The history of the Flandreau dam dates back to 1881 when a grist mill needed the power of water to operate.
That first dam was wooden and in 1946 was replaced with a new concrete dam that still controls the Big Sioux River today.
But the lifespan of the bridge may be coming to an end, as city officials look at ways to eliminate the dam in an effort to make it safer and open up additional recreation on the river, they say.
But first, the city needs buy-in from other government agencies, the Flandreau Santee Sioux Tribe and local residents on an estimated $1.5 million plan to remove the historic structure. A low estimate is $1.28 million, while a high estimate is $1.96 million.
“This conversation is going to continue, and we hope to have public engagement with us as we move forward with a decision,” Mayor Dan Sutton said at a March 15 online city council meeting with Barr Engineering. The public meeting was attended by several residents, the county council and engineers through a Zoom call.

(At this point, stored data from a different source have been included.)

impl CaptureSession {
    pub fn new(owner: UserId, config: CaptureConfig) -> Self {
        Self::with_state(owner, false, config, CaptureState::Idle, None)
    }

    /// Session opened while signed out; its result is never saved
    pub fn guest(config: CaptureConfig) -> Self {
        Self::with_state(UserId::guest(), true, config, CaptureState::Idle, None)
    }

    /// A session whose input was captured elsewhere; starts in `Ready`
    pub fn from_input(owner: UserId, config: CaptureConfig, input: CaptureInput) -> Result<Self> {
        input.validate()?;
        Ok(Self::with_state(owner, false, config, CaptureState::Ready, Some(input)))
    }

    fn with_state(
        owner: UserId,
        guest: bool,
        config: CaptureConfig,
        state: CaptureState,
        input: Option<CaptureInput>,
    ) -> Self {
        let id = Uuid::new_v4();
        debug!("Opening capture session {} for {}", id, owner);

        Self {
            id,
            owner,
            guest,
            config,
            inner: Mutex::new(Inner {
                state,
                input,
                recording: None,
                last_error: None,
            }),
            state_tx: watch::channel(state).0,
            elapsed_tx: watch::channel(0).0,
            result_tx: watch::channel(None).0,
        }
    }

    pub fn id(&self) -> Uuid {
        self.id
    }

    pub fn owner(&self) -> &UserId {
        &self.owner
    }

    /// Whether the session was opened without a signed-in user
    pub fn is_guest(&self) -> bool {
        self.guest
    }

    pub fn state(&self) -> CaptureState {
        self.lock().state
    }

    pub fn watch_state(&self) -> watch::Receiver<CaptureState> {
        self.state_tx.subscribe()
    }

    /// Recording time in whole seconds
    pub fn elapsed(&self) -> watch::Receiver<u64> {
        self.elapsed_tx.subscribe()
    }

    /// `None` until the session completes
    pub fn subscribe_result(&self) -> watch::Receiver<Option<DiagnosticResult>> {
        self.result_tx.subscribe()
    }

    pub fn result(&self) -> Option<DiagnosticResult> {
        self.result_tx.borrow().clone()
    }

    /// The captured input, once validated
    pub fn input(&self) -> Option<CaptureInput> {
        self.lock().input.clone()
    }

    /// Message of the most recent failure, retryable or not
    pub fn last_error(&self) -> Option<String> {
        self.lock().last_error.clone()
    }

    /// Read and validate an image file, ending in `Ready`
    pub async fn begin_image_capture(&self, file: ImageFile) -> Result<()> {
        self.enter_capturing("begin image capture").await?;
        info!("Session {}: reading image {} ({})", self.id, file.name, file.mime_type);

        if let Err(e) = ensure_image_mime(&file.mime_type) {
            return Err(self.fail(e).await);
        }

        let mime_type = file.mime_type.clone();
        let bytes = match file.read(self.config.max_image_bytes).await {
            Ok(bytes) => bytes,
            Err(e) => return Err(self.fail(e).await),
        };
        self.advance(CaptureState::Capturing, CaptureState::Validating)?;

        let input = match CaptureInput::image(bytes, mime_type) {
            Ok(input) => input,
            Err(e) => return Err(self.fail(e).await),
        };

        self.become_ready(input)
    }

    /// Ask for the microphone and start recording
    ///
    /// Suspends while the permission prompt is open. On grant the session moves to
    /// `Capturing` and the elapsed counter starts at 0.
    pub async fn begin_audio_capture(&self, mut backend: Box<dyn AudioBackend>) -> Result<()> {
        let state = self.state();
        if state != CaptureState::Idle {
            return Err(self.misuse("begin audio capture", state).await);
        }

        info!("Session {}: requesting {} microphone access", self.id, backend.name());
        if backend.request_access().await == Permission::Denied {
            warn!("Session {}: microphone access denied", self.id);
            return Err(self.fail(PipelineError::PermissionDenied).await);
        }
        if self.state().is_cancelled() {
            return Err(PipelineError::Cancelled);
        }

        let frames = match backend.start().await {
            Ok(frames) => frames,
            Err(e) => return Err(self.fail(PipelineError::AudioDevice(e.to_string())).await),
        };
        let collector = tokio::spawn(collect_frames(frames));

        let rejected = {
            let mut inner = self.lock();
            if inner.state == CaptureState::Idle {
                let counter = ElapsedCounter::start(self.elapsed_tx.clone());
                inner.recording = Some(ActiveRecording {
                    backend,
                    collector,
                    counter,
                });
                self.set_state(&mut inner, CaptureState::Capturing);
                None
            } else {
                Some((backend, collector, inner.state))
            }
        };

        match rejected {
            None => {
                info!("Session {}: recording", self.id);
                Ok(())
            }
            // Cancelled while the device was starting
            Some((mut backend, collector, state)) => {
                collector.abort();
                if let Err(e) = backend.stop().await {
                    error!("Failed to stop {} microphone: {}", backend.name(), e);
                }
                if state.is_cancelled() {
                    Err(PipelineError::Cancelled)
                } else {
                    Err(self.misuse("begin audio capture", state).await)
                }
            }
        }
    }

    /// Stop recording and validate the buffered audio, ending in `Ready`
    ///
    /// Returns the final value of the elapsed counter.
    pub async fn end_audio_capture(&self) -> Result<u64> {
        let recording = {
            let mut inner = self.lock();
            match (inner.state, inner.recording.take()) {
                (CaptureState::Capturing, Some(recording)) => {
                    self.set_state(&mut inner, CaptureState::Validating);
                    Ok(recording)
                }
                (state, other) => {
                    inner.recording = other;
                    Err(state)
                }
            }
        };
        let recording = match recording {
            Ok(recording) => recording,
            Err(state) => return Err(self.misuse("end audio capture", state).await),
        };

        let ActiveRecording {
            mut backend,
            collector,
            counter,
        } = recording;
        let elapsed = counter.stop();
        if let Err(e) = backend.stop().await {
            warn!("Failed to stop {} microphone: {}", backend.name(), e);
        }
        let frames = match collector.await {
            Ok(frames) => frames,
            Err(e) => return Err(self.fail(PipelineError::AudioDevice(e.to_string())).await),
        };
        if self.state().is_cancelled() {
            return Err(PipelineError::Cancelled);
        }

        let clip = match AudioClip::from_frames(&frames) {
            Some(clip) if clip.duration_seconds > 0.0 => clip,
            _ => {
                let e = PipelineError::InvalidInputKind("no audio was captured".to_string());
                return Err(self.fail(e).await);
            }
        };
        let bytes = match clip.to_wav_bytes() {
            Ok(bytes) => bytes,
            Err(e) => return Err(self.fail(PipelineError::AudioDevice(e.to_string())).await),
        };
        let input = match CaptureInput::audio(bytes, clip.duration_seconds) {
            Ok(input) => input,
            Err(e) => return Err(self.fail(e).await),
        };

        info!(
            "Session {}: recorded {:.1}s of audio in {}s",
            self.id, clip.duration_seconds, elapsed
        );
        self.become_ready(input)?;
        Ok(elapsed)
    }

    /// Abandon the session from any non-terminal state
    ///
    /// An analysis already in flight keeps running, but its result is dropped on arrival.
    pub async fn cancel(&self) -> Result<()> {
        let recording = {
            let mut inner = self.lock();
            if inner.state.is_terminal() {
                let state = inner.state;
                drop(inner);
                warn!("Session {}: cancel ignored, session already {}", self.id, state);
                return Err(PipelineError::InvalidStateTransition {
                    action: "cancel",
                    state: state.to_string(),
                });
            }
            inner.input = None;
            inner.last_error = Some(PipelineError::Cancelled.to_string());
            self.set_state(&mut inner, CaptureState::Failed(FailureReason::Cancelled));
            inner.recording.take()
        };

        if let Some(recording) = recording {
            recording.release().await;
        }
        info!("Session {}: cancelled", self.id);
        Ok(())
    }

    /// Run the engine on the captured input; at most one call may be in flight
    ///
    /// Retryable engine failures put the session back in `Ready`.
    pub async fn analyze(&self, engine: &AnalysisEngine) -> Result<DiagnosticResult> {
        let input = {
            let mut inner = self.lock();
            match (inner.state, inner.input.clone()) {
                (CaptureState::Ready, Some(input)) => {
                    self.set_state(&mut inner, CaptureState::Analyzing);
                    Ok(input)
                }
                (state, _) => Err(state),
            }
        };
        let input = match input {
            Ok(input) => input,
            Err(CaptureState::Analyzing) => return Err(PipelineError::AlreadyAnalyzing),
            Err(state) if state.is_cancelled() => return Err(PipelineError::Cancelled),
            Err(state) => return Err(self.misuse("analyze", state).await),
        };

        info!("Session {}: analyzing {} input", self.id, input.kind());
        let outcome = engine.analyze(&self.owner, &input).await;

        let mut inner = self.lock();
        if inner.state.is_cancelled() {
            info!("Session {}: discarding analysis result after cancel", self.id);
            return Err(PipelineError::Cancelled);
        }

        match outcome {
            Ok(result) => {
                self.set_state(&mut inner, CaptureState::Complete);
                inner.last_error = None;
                self.result_tx.send_replace(Some(result.clone()));
                info!(
                    "Session {}: complete ({}, {})",
                    self.id,
                    result.diagnosis(),
                    result.confidence()
                );
                Ok(result)
            }
            Err(e) if e.is_recoverable() => {
                warn!("Session {}: analysis failed, input kept for retry: {}", self.id, e);
                inner.last_error = Some(e.to_string());
                self.set_state(&mut inner, CaptureState::Ready);
                Err(e)
            }
            Err(e) => {
                error!("Session {}: analysis rejected input: {}", self.id, e);
                inner.last_error = Some(e.to_string());
                self.set_state(&mut inner, CaptureState::Failed(FailureReason::of(&e)));
                Err(e)
            }
        }
    }

    fn lock(&self) -> MutexGuard<'_, Inner> {
        self.inner.lock().unwrap_or_else(PoisonError::into_inner)
    }

    fn set_state(&self, inner: &mut Inner, state: CaptureState) {
        debug!("Session {}: {} -> {}", self.id, inner.state, state);
        inner.state = state;
        self.state_tx.send_replace(state);
    }

    async fn enter_capturing(&self, action: &'static str) -> Result<()> {
        let state = self.state();
        if state != CaptureState::Idle {
            return Err(self.misuse(action, state).await);
        }
        self.advance(CaptureState::Idle, CaptureState::Capturing)
    }

    /// Move `from -> to`, or report a cancel that happened during the last await
    fn advance(&self, from: CaptureState, to: CaptureState) -> Result<()> {
        let mut inner = self.lock();
        if inner.state == from {
            self.set_state(&mut inner, to);
            Ok(())
        } else if inner.state.is_cancelled() {
            Err(PipelineError::Cancelled)
        } else {
            Err(PipelineError::InvalidStateTransition {
                action: "advance capture",
                state: inner.state.to_string(),
            })
        }
    }

    fn become_ready(&self, input: CaptureInput) -> Result<()> {
        let mut inner = self.lock();
        if inner.state.is_cancelled() {
            return Err(PipelineError::Cancelled);
        }
        inner.input = Some(input);
        self.set_state(&mut inner, CaptureState::Ready);
        Ok(())
    }

    /// Caller misuse: ends a live session, leaves a finished one alone
    async fn misuse(&self, action: &'static str, state: CaptureState) -> PipelineError {
        error!("Session {}: cannot {} while {}", self.id, action, state);
        self.fail(PipelineError::InvalidStateTransition {
            action,
            state: state.to_string(),
        })
        .await
    }

    /// Move a live session to `Failed`, releasing the microphone if held
    async fn fail(&self, error: PipelineError) -> PipelineError {
        let recording = {
            let mut inner = self.lock();
            if inner.state.is_terminal() {
                None
            } else {
                inner.last_error = Some(error.to_string());
                inner.input = None;
                self.set_state(&mut inner, CaptureState::Failed(FailureReason::of(&error)));
                inner.recording.take()
            }
        };

        if let Some(recording) = recording {
            recording.release().await;
        }
        if error.is_user_facing() {
            warn!("Session {}: {}", self.id, error);
        }
        error
    }
}
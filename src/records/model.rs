//! Diagnostic result records
//!
//! A `DiagnosticResult` is built by the analysis engine and never changes after
//! that. Voice-only fields live in the `Findings::Voice` variant so an image
//! result cannot carry a transcription.
use chrono::{DateTime, SecondsFormat, Utc};
use serde::{Deserialize, Serialize};
use std::collections::BTreeSet;
use std::fmt;
use uuid::Uuid;

use crate::error::{PipelineError, Result};

/// Opaque owner reference
#[derive(Debug, Clone, PartialEq, Eq, Hash, PartialOrd, Ord, Serialize, Deserialize)]
#[serde(transparent)]
pub struct UserId(String);

impl UserId {
    pub fn new(id: impl Into<String>) -> Self {
        Self(id.into())
    }

    /// Ephemeral owner for sessions opened while signed out
    pub(crate) fn guest() -> Self {
        Self(format!("guest-{}", Uuid::new_v4()))
    }

    pub fn as_str(&self) -> &str {
        &self.0
    }
}

impl fmt::Display for UserId {
    fn fmt(&self, f: &mut fmt::Formatter<'_>) -> fmt::Result {
        f.write_str(&self.0)
    }
}

#[derive(Debug, Clone, Copy, PartialEq, Eq, Hash, Serialize, Deserialize)]
#[serde(rename_all = "lowercase")]
pub enum Modality {
    Image,
    Voice,
}

impl Modality {
    pub fn label(&self) -> &'static str {
        match self {
            Modality::Image => "image",
            Modality::Voice => "voice",
        }
    }
}

impl fmt::Display for Modality {
    fn fmt(&self, f: &mut fmt::Formatter<'_>) -> fmt::Result {
        f.write_str(self.label())
    }
}

/// Backend-assigned urgency. `Unknown` stands in for a missing value.
#[derive(Debug, Clone, Copy, PartialEq, Eq, Hash, Default, Serialize, Deserialize)]
#[serde(rename_all = "lowercase")]
pub enum Urgency {
    Low,
    Medium,
    High,
    #[default]
    Unknown,
}

impl Urgency {
    pub fn as_str(&self) -> &'static str {
        match self {
            Urgency::Low => "low",
            Urgency::Medium => "medium",
            Urgency::High => "high",
            Urgency::Unknown => "unknown",
        }
    }

    fn parse(value: Option<&str>) -> Result<Self> {
        match value.map(str::trim) {
            None | Some("") | Some("unknown") => Ok(Urgency::Unknown),
            Some("low") => Ok(Urgency::Low),
            Some("medium") => Ok(Urgency::Medium),
            Some("high") => Ok(Urgency::High),
            Some(other) => Err(PipelineError::StorageUnavailable(format!(
                "malformed record: unknown urgency {:?}",
                other
            ))),
        }
    }
}

impl fmt::Display for Urgency {
    fn fmt(&self, f: &mut fmt::Formatter<'_>) -> fmt::Result {
        f.write_str(self.as_str())
    }
}

/// Percentage in [0, 100] with one decimal place
#[derive(Debug, Clone, Copy, PartialEq, PartialOrd, Serialize)]
#[serde(transparent)]
pub struct Confidence(f64);

impl Confidence {
    /// Round to one decimal and clamp into range. Returns `None` for NaN/infinity.
    pub fn clamped(raw: f64) -> Option<Self> {
        if !raw.is_finite() {
            return None;
        }
        let rounded = (raw * 10.0).round() / 10.0;
        Some(Self(rounded.clamp(0.0, 100.0)))
    }

    pub fn value(&self) -> f64 {
        self.0
    }
}

impl fmt::Display for Confidence {
    fn fmt(&self, f: &mut fmt::Formatter<'_>) -> fmt::Result {
        write!(f, "{:.1}%", self.0)
    }
}

/// Modality-specific part of a result
#[derive(Debug, Clone, PartialEq)]
pub enum Findings {
    Image,
    Voice {
        transcription: String,
        symptoms: BTreeSet<String>,
    },
}

#[derive(Debug, Clone, PartialEq)]
pub struct DiagnosticResult {
    id: Uuid,
    user_id: UserId,
    confidence: Confidence,
    diagnosis: String,
    details: String,
    recommendations: Vec<String>,
    urgency: Urgency,
    findings: Findings,
    created_at: DateTime<Utc>,
}

/// Validated fields shared by both modalities
#[derive(Debug, Clone)]
pub(crate) struct Assessment {
    pub confidence: Confidence,
    pub diagnosis: String,
    pub details: String,
    pub recommendations: Vec<String>,
    pub urgency: Urgency,
}

impl DiagnosticResult {
    pub(crate) fn create(
        user_id: UserId,
        assessment: Assessment,
        findings: Findings,
        created_at: DateTime<Utc>,
    ) -> Self {
        Self {
            id: Uuid::new_v4(),
            user_id,
            confidence: assessment.confidence,
            diagnosis: assessment.diagnosis,
            details: assessment.details,
            recommendations: assessment.recommendations,
            urgency: assessment.urgency,
            findings,
            created_at,
        }
    }

    pub fn id(&self) -> Uuid {
        self.id
    }

    pub fn user_id(&self) -> &UserId {
        &self.user_id
    }

    pub fn modality(&self) -> Modality {
        match self.findings {
            Findings::Image => Modality::Image,
            Findings::Voice { .. } => Modality::Voice,
        }
    }

    pub fn confidence(&self) -> Confidence {
        self.confidence
    }

    pub fn diagnosis(&self) -> &str {
        &self.diagnosis
    }

    pub fn details(&self) -> &str {
        &self.details
    }

    /// Highest priority first
    pub fn recommendations(&self) -> &[String] {
        &self.recommendations
    }

    pub fn urgency(&self) -> Urgency {
        self.urgency
    }

    pub fn findings(&self) -> &Findings {
        &self.findings
    }

    pub fn transcription(&self) -> Option<&str> {
        match &self.findings {
            Findings::Voice { transcription, .. } => Some(transcription),
            Findings::Image => None,
        }
    }

    pub fn symptoms(&self) -> Option<&BTreeSet<String>> {
        match &self.findings {
            Findings::Voice { symptoms, .. } => Some(symptoms),
            Findings::Image => None,
        }
    }

    pub fn created_at(&self) -> DateTime<Utc> {
        self.created_at
    }

    /// Case-insensitive substring match against the diagnosis and modality label
    pub fn mentions(&self, needle: &str) -> bool {
        let needle = needle.to_lowercase();
        self.diagnosis.to_lowercase().contains(&needle) || self.modality().label().contains(&needle)
    }
}

/// Flat serialized form exchanged with the persistence layer
#[derive(Debug, Clone, PartialEq, Serialize, Deserialize)]
pub struct RecordRow {
    pub id: String,
    pub user_id: String,
    #[serde(rename = "type")]
    pub modality: Modality,
    pub confidence_score: f64,
    pub diagnosis: String,
    #[serde(default)]
    pub details: String,
    #[serde(default)]
    pub recommendations: Vec<String>,
    #[serde(default)]
    pub urgency: Option<String>,
    #[serde(default, skip_serializing_if = "Option::is_none")]
    pub symptoms: Option<Vec<String>>,
    #[serde(default, skip_serializing_if = "Option::is_none")]
    pub transcription: Option<String>,
    /// RFC 3339, UTC, fixed nanosecond precision so text order is time order
    pub created_at: String,
}

impl From<&DiagnosticResult> for RecordRow {
    fn from(result: &DiagnosticResult) -> Self {
        let (symptoms, transcription) = match &result.findings {
            Findings::Image => (None, None),
            Findings::Voice {
                transcription,
                symptoms,
            } => (
                Some(symptoms.iter().cloned().collect()),
                Some(transcription.clone()),
            ),
        };

        Self {
            id: result.id.to_string(),
            user_id: result.user_id.to_string(),
            modality: result.modality(),
            confidence_score: result.confidence.value(),
            diagnosis: result.diagnosis.clone(),
            details: result.details.clone(),
            recommendations: result.recommendations.clone(),
            urgency: Some(result.urgency.as_str().to_string()),
            symptoms,
            transcription,
            created_at: result.created_at.to_rfc3339_opts(SecondsFormat::Nanos, true),
        }
    }
}

impl TryFrom<RecordRow> for DiagnosticResult {
    type Error = PipelineError;

    /// Rehydrate a stored record, rejecting rows that break the modality invariant
    fn try_from(row: RecordRow) -> Result<Self> {
        let malformed = |what: String| {
            PipelineError::StorageUnavailable(format!("malformed record {}: {}", row.id, what))
        };

        let id = Uuid::parse_str(&row.id).map_err(|e| malformed(e.to_string()))?;
        let created_at = DateTime::parse_from_rfc3339(&row.created_at)
            .map_err(|e| malformed(e.to_string()))?
            .with_timezone(&Utc);
        let confidence = Confidence::clamped(row.confidence_score)
            .ok_or_else(|| malformed("non-finite confidence".to_string()))?;
        if row.diagnosis.trim().is_empty() {
            return Err(malformed("empty diagnosis".to_string()));
        }

        let findings = match row.modality {
            Modality::Image => {
                if row.transcription.is_some() || row.symptoms.is_some() {
                    return Err(malformed("image record carries voice fields".to_string()));
                }
                Findings::Image
            }
            Modality::Voice => Findings::Voice {
                transcription: row
                    .transcription
                    .clone()
                    .ok_or_else(|| malformed("voice record without transcription".to_string()))?,
                symptoms: row.symptoms.clone().unwrap_or_default().into_iter().collect(),
            },
        };

        Ok(Self {
            id,
            user_id: UserId::new(row.user_id.clone()),
            confidence,
            diagnosis: row.diagnosis.clone(),
            details: row.details.clone(),
            recommendations: row.recommendations.clone(),
            urgency: Urgency::parse(row.urgency.as_deref())?,
            findings,
            created_at,
        })
    }
}

#[cfg(test)]
pub(crate) mod fixtures {
    use super::*;

    pub fn result_at(
        user: &str,
        modality: Modality,
        diagnosis: &str,
        confidence: f64,
        created_at: DateTime<Utc>,
    ) -> DiagnosticResult {
        let findings = match modality {
            Modality::Image => Findings::Image,
            Modality::Voice => Findings::Voice {
                transcription: format!("I think I have {}", diagnosis),
                symptoms: ["Nausea".to_string()].into_iter().collect(),
            },
        };
        DiagnosticResult::create(
            UserId::new(user),
            Assessment {
                confidence: Confidence::clamped(confidence).unwrap(),
                diagnosis: diagnosis.to_string(),
                details: String::new(),
                recommendations: vec!["Rest".to_string(), "Hydrate".to_string()],
                urgency: Urgency::Low,
            },
            findings,
            created_at,
        )
    }
}
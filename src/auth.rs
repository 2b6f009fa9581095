use std::sync::{PoisonError, RwLock};

use crate::records::UserId;

#[derive(Debug, Clone, PartialEq, Eq)]
pub enum AuthState {
    /// Sign-in status not yet known
    Loading,
    SignedOut,
    SignedIn(UserId),
}

impl AuthState {
    pub fn user(&self) -> Option<&UserId> {
        match self {
            AuthState::SignedIn(user) => Some(user),
            AuthState::Loading | AuthState::SignedOut => None,
        }
    }
}

/// Source of the current user
pub trait AuthProvider: Send + Sync {
    fn current(&self) -> AuthState;
}

/// Auth state set by the caller, e.g. from a `--user` flag
#[derive(Debug)]
pub struct StaticAuth {
    state: RwLock<AuthState>,
}

impl StaticAuth {
    pub fn new(state: AuthState) -> Self {
        Self {
            state: RwLock::new(state),
        }
    }

    pub fn signed_in(user: impl Into<String>) -> Self {
        Self::new(AuthState::SignedIn(UserId::new(user)))
    }

    pub fn signed_out() -> Self {
        Self::new(AuthState::SignedOut)
    }

    pub fn set(&self, state: AuthState) {
        *self.state.write().unwrap_or_else(PoisonError::into_inner) = state;
    }
}

impl AuthProvider for StaticAuth {
    fn current(&self) -> AuthState {
        self.state
            .read()
            .unwrap_or_else(PoisonError::into_inner)
            .clone()
    }
}
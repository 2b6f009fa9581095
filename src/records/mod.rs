//! Diagnostic result records and their persistence
//!
//! - `model`: the immutable `DiagnosticResult` and its flat `RecordRow` form
//! - `filter`: history search options
//! - `repository`: persistence port plus the in-memory adapter
//! - `sqlite`: SQLite adapter
//! - `store`: `ResultStore`, the per-user history used by the pipeline

mod filter;
mod model;
mod repository;
mod sqlite;
mod store;

use std::sync::Arc;

use crate::config::{StorageBackend, StorageConfig};
use crate::error::Result;

pub use filter::{ModalityFilter, RecordFilter};
pub(crate) use model::Assessment;
pub use model::{Confidence, DiagnosticResult, Findings, Modality, RecordRow, Urgency, UserId};
pub use repository::{MemoryRepository, RecordRepository};
pub use sqlite::SqliteRepository;
pub use store::ResultStore;

#[cfg(test)]
pub(crate) use model::fixtures;

fn memory_or_sqlite(config: &StorageConfig) -> Result<Arc<dyn RecordRepository>> {
    Ok(match config.backend {
        StorageBackend::Memory => Arc::new(MemoryRepository::new()),
        StorageBackend::Sqlite => Arc::new(SqliteRepository::open(config.resolved_path())?),
    })
}
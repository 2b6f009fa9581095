pub mod analysis;
pub mod audio;
pub mod auth;
pub mod capture;
pub mod config;
pub mod error;
pub mod pipeline;
pub mod presenter;
pub mod records;

pub use analysis::{AnalysisBackend, AnalysisEngine, Finding, SimulatedBackend};
pub use audio::{
    AudioBackend, AudioBackendConfig, AudioBackendFactory, AudioClip, AudioFrame, AudioSource,
    Permission, SyntheticMicrophone, WavFileBackend,
};
pub use auth::{AuthProvider, AuthState, StaticAuth};
pub use capture::{
    format_elapsed, CaptureInput, CaptureSession, CaptureState, FailureReason, ImageFile,
    ImageSource,
};
pub use config::Config;
pub use error::{PipelineError, Result};
pub use pipeline::{AnalysisPipeline, Persisted};
pub use presenter::{
    image_preview_data_url, modality_description, summary_counts, urgency_label, ConfidenceBand,
    RecordCard, ResultPresenter, SummaryCounts,
};
pub use records::{
    Confidence, DiagnosticResult, Findings, MemoryRepository, Modality, ModalityFilter,
    RecordFilter, RecordRepository, RecordRow, ResultStore, SqliteRepository, Urgency, UserId,
};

“The over goal is to try to create safer recreational opportunities for the general public to utilize that area,” Sutton said. “No decisions are near being made on that.”
Barr’s design as presented to the council is a starting point.
“It’s a much broader conversation yet, but we have to start somewhere,” Sutton said.
The firm’s plan calls for complete removal of the dam, which has been called a death trap for anyone who falls in the water and gets caught in its hydraulic roll. Instead of the dam, the river would have four J-hooks, constructed out of filter rock, riprap and boulders, between the dam site and the Crescent Street bridge, which also is planned for removal.
The fate of the dam is a discussion that has been going on for at least six years, but the plans are finally being designed by engineers, who had to wait until water levels were low enough to survey the area.
The plan, one of five the city chose to see as a 30-percent design, will not only imprve safety but will create more fish habitat and an exciting area for paddlers, said Ron Koth with Bar Engineering.
The removal of the dam under the proposed plan would not only lower the water level at the dam site dramatically but would lower water levels in the city park and at the golf course by several feet, at times, the proposal showed. Water at the dam would be about 9 feet lower.
“The lowering will be noticeable,” Tom MacDonald, with Barr, said.
Anglers are attracted to that area now because fish congregate below the dam. Paddlers use the area too and portage around the dam.
“When the dam is removed, the river will be flowing a little bit faster,” he said. “We feel it would be prudent to protect the lower parts of the riverbank. The upper banks that are well covered with trees, we would leave them alone.”
The drop in water levels at the park and golf course concern Alderman Brad Bjerke. While it might make it less likely to flood, it could take away from recreation by compromising the flow of the river there.
“There’s extreme angst on what fishing will be compared to what it is now,” he said. “There are a lot of children with the campers down there that fish that. That’s part of the fishing that probably shouldn’t be overlooked.”
The city council has the restoration of the area around the dam on its priority list of Capital Improvement Projects. The tribe also is working on what could be put in place once the Crescent Street Bridge is removed.
The biggest questions at the dam are how to make it safe while preserving recreation, how much the project will cost and whether the city and any partnering agencies can afford it, Sutton said.